Il y en aurait environ 500 pour lesquels la prison sert de maison de retraite, d'Etablissement d'hébergement pour prisonniers âgés dépendants (EHPAD). De maltraitants à une époque de leur vie, ils sont devenus maltraités, alimentant un peu plus le champ déjà bien rempli de la maltraitance.

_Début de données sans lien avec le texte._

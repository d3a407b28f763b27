//! Canonical digest computation for cross-chain transfers.
//!
//! The validator signs the redeem digest off-chain and the destination-chain
//! instance recomputes it during `Redeem`, so the byte layout here is fixed:
//! every field is a 32-byte word, concatenated in a defined order and hashed
//! with keccak256.
//!
//! # Field encoding
//! - Addresses (bridge-external strings, possibly from another chain's address
//!   space) are encoded as `keccak256(utf8 bytes)`, giving a uniform 32-byte
//!   representation regardless of the source format.
//! - Integers (amount, nonce, chain IDs) are big-endian, left-padded to
//!   32 bytes, matching EVM `uint256` word encoding.
//!
//! # Digest layout (192 bytes)
//! - Bytes 0-31:    from
//! - Bytes 32-63:   to
//! - Bytes 64-95:   amount
//! - Bytes 96-127:  nonce
//! - Bytes 128-159: chain_id_from
//! - Bytes 160-191: chain_id_to
//!
//! The signed message is the digest wrapped in the Ethereum signed-message
//! envelope (`"\x19Ethereum Signed Message:\n32" || digest`, hashed again),
//! so standard wallet `signMessage` output verifies directly.

use tiny_keccak::{Hasher, Keccak};

/// Prefix applied before signing a 32-byte digest, per EIP-191
const ETH_SIGNED_MESSAGE_PREFIX: &[u8; 28] = b"\x19Ethereum Signed Message:\n32";

/// Compute keccak256 hash of arbitrary data
pub fn keccak256(data: &[u8]) -> [u8; 32] {
    let mut hasher = Keccak::v256();
    hasher.update(data);
    let mut output = [0u8; 32];
    hasher.finalize(&mut output);
    output
}

/// Encode an address string as a 32-byte word
///
/// Addresses crossing the bridge may come from any chain's address space
/// (bech32, hex, ...), so the canonical form is the keccak256 hash of the
/// string bytes rather than a parsed representation.
pub fn encode_address(addr: &str) -> [u8; 32] {
    keccak256(addr.as_bytes())
}

/// Encode an integer as a 32-byte big-endian word (uint256 layout)
pub fn encode_uint(value: u128) -> [u8; 32] {
    let mut word = [0u8; 32];
    word[16..].copy_from_slice(&value.to_be_bytes());
    word
}

/// Compute the canonical redeem digest over the ordered transfer fields
///
/// Field order is `(from, to, amount, nonce, chain_id_from, chain_id_to)`.
/// `from` is included deliberately: omitting it would let any caller redeem
/// another user's transfer to themselves with the same signature.
pub fn redeem_digest(
    from: &str,
    to: &str,
    amount: u128,
    nonce: u64,
    chain_id_from: u64,
    chain_id_to: u64,
) -> [u8; 32] {
    let mut data = [0u8; 192];
    data[0..32].copy_from_slice(&encode_address(from));
    data[32..64].copy_from_slice(&encode_address(to));
    data[64..96].copy_from_slice(&encode_uint(amount));
    data[96..128].copy_from_slice(&encode_uint(nonce as u128));
    data[128..160].copy_from_slice(&encode_uint(chain_id_from as u128));
    data[160..192].copy_from_slice(&encode_uint(chain_id_to as u128));
    keccak256(&data)
}

/// Wrap a 32-byte digest in the Ethereum signed-message envelope
pub fn signed_message_hash(digest: &[u8; 32]) -> [u8; 32] {
    let mut data = [0u8; 60];
    data[..28].copy_from_slice(ETH_SIGNED_MESSAGE_PREFIX);
    data[28..].copy_from_slice(digest);
    keccak256(&data)
}

/// Compute the destination-side ledger key for a redeemed transfer
///
/// Keyed by the full tuple `(token, from, amount, nonce, chain_id_from,
/// chain_id_to)` so that no two distinct transfers collide.
pub fn transfer_key(
    token: &str,
    from: &str,
    amount: u128,
    nonce: u64,
    chain_id_from: u64,
    chain_id_to: u64,
) -> [u8; 32] {
    let mut data = [0u8; 192];
    data[0..32].copy_from_slice(&encode_address(token));
    data[32..64].copy_from_slice(&encode_address(from));
    data[64..96].copy_from_slice(&encode_uint(amount));
    data[96..128].copy_from_slice(&encode_uint(nonce as u128));
    data[128..160].copy_from_slice(&encode_uint(chain_id_from as u128));
    data[160..192].copy_from_slice(&encode_uint(chain_id_to as u128));
    keccak256(&data)
}

/// Compute the source-side in-flight key for an outbound swap
///
/// Keyed by `(token, nonce, chain_id_from, chain_id_to)`: repeating the same
/// nonce on the same route before the matching redeem completes is a
/// double-spend attempt and must be rejected.
pub fn swap_key(token: &str, nonce: u64, chain_id_from: u64, chain_id_to: u64) -> [u8; 32] {
    let mut data = [0u8; 128];
    data[0..32].copy_from_slice(&encode_address(token));
    data[32..64].copy_from_slice(&encode_uint(nonce as u128));
    data[64..96].copy_from_slice(&encode_uint(chain_id_from as u128));
    data[96..128].copy_from_slice(&encode_uint(chain_id_to as u128));
    keccak256(&data)
}

/// Convert a 32-byte hash to a 0x-prefixed hex string (for attributes)
pub fn bytes32_to_hex(bytes: &[u8; 32]) -> String {
    format!("0x{}", hex::encode(bytes))
}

Parallèlement à la maltraitance des enfants, celle des personnes âgées apparaît de plus en plus émergente. Surtout dans sa fréquence. Son risque d'augmentation, parallèle à celle des personnes âgées, est une réalité. Ainsi, en 2015, il est prévu, dans notre pays, plus de 2 millions de personnes âgées de plus de 85 ans. L'indigence des chiffres officiels n'a d'équivalent que leur caractère on ne peut plus flou. Les seuls chiffres dont on dispose sont issus des données d'Allô maltraitance des personnes âgées (ALMA) recueillies en 2001 !
On relève notamment que les cas de maltraitance sont plus fréquents au domicile : 67 %, contre 29 % en établissement d'hébergement. A ceci près que l'enquête se garde bien de préciser que sur les 2,1 millions de personnes de plus de 80 ans recensées à la même époque, seules 20 % étaient hébergées en institution. De même, en 2000, on retrouve une enquête départementale réalisée par une équipe hospitalière de Lille et, en 2005, une enquête qualitative nationale réalisée par la direction de la recherche, des études, de l'évaluation et des statistiques (Dress) et, depuis, plus rien.

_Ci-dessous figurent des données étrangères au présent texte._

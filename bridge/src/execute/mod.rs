//! Execute handlers for the GIS Bridge contract.
//!
//! This module contains all execute message handlers, organized by category:
//! - `registry` - Chain/token registry and role management
//! - `swap` - Outbound swap handler
//! - `redeem` - Inbound redeem handler with signature verification

mod redeem;
mod registry;
mod swap;

pub use redeem::*;
pub use registry::*;
pub use swap::*;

Etonnant domaine que celui de la maltraitance en général et des personnes âgées en particulier. On peut ainsi distinguer deux grands types de maltraitance : une macromaltraitance, celle de la violence, pas uniquement physique, qui demande plus à être reconnue que discutée, et une micromaltraitance. Celle-ci est bien plus insidieuse, quotidienne, d'une certaine façon perverse, car souvent inconsciente, mais surtout plus grave que la précédente, car quotidienne et tout aussi mortelle. Elle correspond à l'addition de multiples dysfonctionnements qui, pris isolément, paraissent anodins mais qui, additionnés, se révèlent délétères. Et, de toute façon, grevés d'un pronostic vital bien plus désastreux qu'une canicule même sévère.

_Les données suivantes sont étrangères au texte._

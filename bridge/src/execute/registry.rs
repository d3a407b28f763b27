//! Chain & token registry and role management handlers.
//!
//! Registry mutation is gated by the chain manager role; role grants and the
//! validator key are gated by the admin.

use cosmwasm_std::{Deps, DepsMut, HexBinary, MessageInfo, Response, StdError};

use crate::error::ContractError;
use crate::state::{CHAIN_MANAGER_ROLE, CONFIG, ROLES, SUPPORTED_CHAINS, TOKEN_CHAINS, VALIDATOR};

// ============================================================================
// Guards
// ============================================================================

/// Check whether the sender holds the chain manager role.
pub fn ensure_chain_manager(deps: Deps, info: &MessageInfo) -> Result<(), ContractError> {
    let granted = ROLES
        .may_load(deps.storage, (CHAIN_MANAGER_ROLE, &info.sender))?
        .unwrap_or(false);
    if !granted {
        return Err(ContractError::NotManager);
    }
    Ok(())
}

/// Check that `token` is an instantiated contract, not a plain account.
fn ensure_contract(deps: Deps, token: &str) -> Result<(), ContractError> {
    deps.querier
        .query_wasm_contract_info(token)
        .map_err(|_| ContractError::NotContract)?;
    Ok(())
}

// ============================================================================
// Role Management
// ============================================================================

/// Grant a role to an address.
pub fn execute_grant_role(
    deps: DepsMut,
    info: MessageInfo,
    role: String,
    address: String,
) -> Result<Response, ContractError> {
    let config = CONFIG.load(deps.storage)?;
    if info.sender != config.admin {
        return Err(ContractError::Unauthorized);
    }

    let grantee = deps.api.addr_validate(&address)?;
    ROLES.save(deps.storage, (&role, &grantee), &true)?;

    Ok(Response::new()
        .add_attribute("method", "grant_role")
        .add_attribute("role", role)
        .add_attribute("address", address))
}

/// Revoke a role from an address.
pub fn execute_revoke_role(
    deps: DepsMut,
    info: MessageInfo,
    role: String,
    address: String,
) -> Result<Response, ContractError> {
    let config = CONFIG.load(deps.storage)?;
    if info.sender != config.admin {
        return Err(ContractError::Unauthorized);
    }

    let grantee = deps.api.addr_validate(&address)?;
    ROLES.remove(deps.storage, (&role, &grantee));

    Ok(Response::new()
        .add_attribute("method", "revoke_role")
        .add_attribute("role", role)
        .add_attribute("address", address))
}

// ============================================================================
// Chain Management
// ============================================================================

/// Mark a chain ID as supported. Idempotent: re-marking raises no error.
pub fn execute_update_chain_by_id(
    deps: DepsMut,
    info: MessageInfo,
    chain_id: u64,
) -> Result<Response, ContractError> {
    ensure_chain_manager(deps.as_ref(), &info)?;

    SUPPORTED_CHAINS.save(deps.storage, chain_id, &true)?;

    Ok(Response::new()
        .add_attribute("method", "update_chain_by_id")
        .add_attribute("chain_id", chain_id.to_string()))
}

// ============================================================================
// Token Management
// ============================================================================

/// Enable a token for a destination chain.
///
/// Re-including an already-enabled pair is an error, not a no-op. The chain
/// ID is marked supported as a side effect, so an enabled pair never
/// references an unrecognized chain.
pub fn execute_include_token(
    deps: DepsMut,
    info: MessageInfo,
    token: String,
    chain_id: u64,
) -> Result<Response, ContractError> {
    ensure_chain_manager(deps.as_ref(), &info)?;
    ensure_contract(deps.as_ref(), &token)?;

    let enabled = TOKEN_CHAINS
        .may_load(deps.storage, (&token, chain_id))?
        .unwrap_or(false);
    if enabled {
        return Err(ContractError::TokenAlreadySupported);
    }

    TOKEN_CHAINS.save(deps.storage, (&token, chain_id), &true)?;
    SUPPORTED_CHAINS.save(deps.storage, chain_id, &true)?;

    Ok(Response::new()
        .add_attribute("method", "include_token")
        .add_attribute("token", token)
        .add_attribute("chain_id", chain_id.to_string()))
}

/// Disable a token for a destination chain.
pub fn execute_exclude_token(
    deps: DepsMut,
    info: MessageInfo,
    token: String,
    chain_id: u64,
) -> Result<Response, ContractError> {
    ensure_chain_manager(deps.as_ref(), &info)?;
    ensure_contract(deps.as_ref(), &token)?;

    let enabled = TOKEN_CHAINS
        .may_load(deps.storage, (&token, chain_id))?
        .unwrap_or(false);
    if !enabled {
        return Err(ContractError::TokenNotSupported);
    }

    TOKEN_CHAINS.save(deps.storage, (&token, chain_id), &false)?;

    Ok(Response::new()
        .add_attribute("method", "exclude_token")
        .add_attribute("token", token)
        .add_attribute("chain_id", chain_id.to_string()))
}

// ============================================================================
// Validator Management
// ============================================================================

/// Replace the trusted validator's signer address.
pub fn execute_set_validator(
    deps: DepsMut,
    info: MessageInfo,
    validator: HexBinary,
) -> Result<Response, ContractError> {
    let config = CONFIG.load(deps.storage)?;
    if info.sender != config.admin {
        return Err(ContractError::Unauthorized);
    }

    validate_validator(&validator)?;
    VALIDATOR.save(deps.storage, &validator)?;

    Ok(Response::new()
        .add_attribute("method", "set_validator")
        .add_attribute("validator", validator.to_hex()))
}

/// Reject validator values that are not a 20-byte non-zero signer address.
///
/// A wrong-length value would never match a recovered signer, leaving every
/// redeem stuck behind "check sign failure".
pub fn validate_validator(validator: &HexBinary) -> Result<(), ContractError> {
    let bytes = validator.as_slice();
    if bytes.len() != 20 {
        return Err(StdError::generic_err("validator must be 20 bytes").into());
    }
    if bytes.iter().all(|b| *b == 0) {
        return Err(ContractError::ZeroAddress);
    }
    Ok(())
}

Ces dysfonctionnements sont multiples : ils vont de la perte de la prothèse dentaire, d'une toilette faite à la va-vite, de médicaments laissés sur la tablette, l'initiative de leur prise étant laissée au patient, en passant par une macération dans des draps souillés par des urines et ou des matières fécales, une camisole chimique, des décalages horaires dans les soins d'hygiène, l'administration des médicaments, des repas et autres. La liste est longue... La synthèse de tous ces dysfonctionnements peut se résumer ainsi : ce sont des personnes qui sont prises en charge comme des " non-personnes ". Un type de maltraitance particulier est également à relever, car prenant de plus en plus d'importance et grave par ses conséquences létales : la maltraitance financière.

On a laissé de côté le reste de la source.